Stored data:
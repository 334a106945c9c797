//! # line-messaging - a typed LINE Messaging API client
//!
//! Builds typed message and action payloads, sends them over HTTPS with the
//! channel access token attached, and decodes typed responses. Failures come
//! back as an [`Error`] that carries the request path and either the
//! platform's structured error body or a freeform message.
//!
//! ## Quick Start
//!
//! ```no_run
//! use line_messaging::{Action, Client, Message, Template};
//!
//! #[tokio::main]
//! async fn main() -> Result<(), line_messaging::Error> {
//!     let client = Client::new("channel-access-token")?;
//!
//!     let menu = Message::template(
//!         "Pick a size",
//!         Template::buttons(
//!             "Pick a size",
//!             vec![
//!                 Action::postback("Small", "size=s"),
//!                 Action::postback("Large", "size=l"),
//!             ],
//!         ),
//!     );
//!
//!     client.push_message("U4af4980629", vec![Message::text("Hello"), menu]).await?;
//!
//!     let profile = client.get_profile("U4af4980629").await?;
//!     println!("Sent to {}", profile.display_name);
//!     Ok(())
//! }
//! ```
//!
//! ## Two download contracts
//!
//! Content is fetched from a separate content-serving host. The two ways of
//! fetching it fail differently:
//!
//! ```no_run
//! # async fn example(client: line_messaging::Client) -> Result<(), line_messaging::Error> {
//! // Strict: timeouts and non-2xx statuses are errors.
//! let bytes = client.get_message_content("325708").await?;
//!
//! // Best-effort: any failure after argument checks is `None`.
//! if let Some(path) = client.get_message_content_and_save("325708", "/tmp", "325708").await? {
//!     println!("saved {} bytes to {}", bytes.len(), path.display());
//! }
//! # Ok(())
//! # }
//! ```
//!
//! ## Features
//!
//! - **Tagged payloads** - message, template, and action variants whose `type` tag comes
//!   from the variant itself
//! - **Single-attempt dispatch** - one try per call with a configurable timeout (10s by
//!   default), no retries
//! - **Typed errors** - structured platform errors, synthesized status messages, and
//!   contract violations
//! - **Content download** - media type classification and atomic write to disk
//! - **Cancellation** - optional watch channel that aborts in-flight calls
//! - **Logging** - `tracing` debug events for each request and response

pub mod action;
mod api;
mod client;
pub mod codec;
pub mod content;
mod credential;
mod download;
mod error;
pub mod message;
pub mod metadata;
mod response;

pub use action::{Action, DatetimeMode, InputOption};
pub use api::{MemberIds, Profile};
pub use client::{
    Client, ClientBuilder, DEFAULT_API_BASE_URL, DEFAULT_DATA_BASE_URL, DEFAULT_TIMEOUT,
};
pub use content::{Extension, ImageFormat};
pub use credential::AccessToken;
pub use error::{Error, ErrorDetail, ErrorResponse, Result, TIMEOUT_MESSAGE};
pub use message::{Message, MulticastMessage, PushMessage, ReplyMessage, Template};
pub use response::Response;
use crate::state::Channel;

/// What the pointer did over a strip.
#[derive(Debug, Clone, Copy, PartialEq, Eq)]
pub enum PointerKind {
    /// Hovering: preview only.
    Move,
    /// Commit the value under the pointer.
    Click,
    /// The pointer left the strip.
    Leave,
}

/// A pointer event already routed to a strip.
///
/// `offset` is the pointer position along the strip and `extent` the strip's
/// length, both in the strip's own pixels.
#[derive(Debug, Clone, Copy, PartialEq)]
pub struct PointerEvent {
    pub channel: Channel,
    pub kind: PointerKind,
    pub offset: f64,
    pub extent: f64,
}

impl PointerEvent {
    pub fn new(channel: Channel, kind: PointerKind, offset: f64, extent: f64) -> Self {
        Self {
            channel,
            kind,
            offset,
            extent,
        }
    }

    /// Channel value under the pointer, or `None` for a degenerate strip.
    pub fn value(&self) -> Option<f64> {
        normalize_offset(self.offset, self.extent, self.channel.range_max())
    }
}

/// Map a pixel offset to a channel value: `offset / extent * range_max`.
///
/// A zero, negative or non-finite extent yields `None` so that nothing
/// downstream ever sees a NaN.
pub fn normalize_offset(offset: f64, extent: f64, range_max: f64) -> Option<f64> {
    if !(extent.is_finite() && extent > 0.0 && offset.is_finite()) {
        return None;
    }
    Some(offset / extent * range_max)
}

#[cfg(test)]
mod tests {
    use super::*;

    #[test]
    fn offsets_scale_to_channel_range() {
        assert_eq!(normalize_offset(50.0, 200.0, 360.0), Some(90.0));
        assert_eq!(normalize_offset(0.0, 200.0, 100.0), Some(0.0));
        assert_eq!(normalize_offset(200.0, 200.0, 100.0), Some(100.0));
    }

    #[test]
    fn zero_extent_is_rejected() {
        assert_eq!(normalize_offset(5.0, 0.0, 360.0), None);
        assert_eq!(normalize_offset(5.0, -1.0, 360.0), None);
        assert_eq!(normalize_offset(5.0, f64::NAN, 360.0), None);
        assert_eq!(normalize_offset(f64::INFINITY, 10.0, 360.0), None);
    }

    #[test]
    fn event_value_uses_its_channel() {
        let hue = PointerEvent::new(Channel::Hue, PointerKind::Click, 30.0, 60.0);
        assert_eq!(hue.value(), Some(180.0));
        let light = PointerEvent::new(Channel::Lightness, PointerKind::Move, 30.0, 60.0);
        assert_eq!(light.value(), Some(50.0));
    }
}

§ **TASK DETAILS**
From the entries above, return exactly the line containing "mod response;", the line containing "f64, range_max: f64)", and all lines between, and nothing else.

§ **SOLUTION TO THE EXERCISE**
mod response;

pub use action::{Action, DatetimeMode, InputOption};
pub use api::{MemberIds, Profile};
pub use client::{
    Client, ClientBuilder, DEFAULT_API_BASE_URL, DEFAULT_DATA_BASE_URL, DEFAULT_TIMEOUT,
};
pub use content::{Extension, ImageFormat};
pub use credential::AccessToken;
pub use error::{Error, ErrorDetail, ErrorResponse, Result, TIMEOUT_MESSAGE};
pub use message::{Message, MulticastMessage, PushMessage, ReplyMessage, Template};
pub use response::Response;
use crate::state::Channel;

/// What the pointer did over a strip.
#[derive(Debug, Clone, Copy, PartialEq, Eq)]
pub enum PointerKind {
    /// Hovering: preview only.
    Move,
    /// Commit the value under the pointer.
    Click,
    /// The pointer left the strip.
    Leave,
}

/// A pointer event already routed to a strip.
///
/// `offset` is the pointer position along the strip and `extent` the strip's
/// length, both in the strip's own pixels.
#[derive(Debug, Clone, Copy, PartialEq)]
pub struct PointerEvent {
    pub channel: Channel,
    pub kind: PointerKind,
    pub offset: f64,
    pub extent: f64,
}

impl PointerEvent {
    pub fn new(channel: Channel, kind: PointerKind, offset: f64, extent: f64) -> Self {
        Self {
            channel,
            kind,
            offset,
            extent,
        }
    }

    /// Channel value under the pointer, or `None` for a degenerate strip.
    pub fn value(&self) -> Option<f64> {
        normalize_offset(self.offset, self.extent, self.channel.range_max())
    }
}

/// Map a pixel offset to a channel value: `offset / extent * range_max`.
///
/// A zero, negative or non-finite extent yields `None` so that nothing
/// downstream ever sees a NaN.
pub fn normalize_offset(offset: f64, extent: f64, range_max: f64) -> Option<f64> {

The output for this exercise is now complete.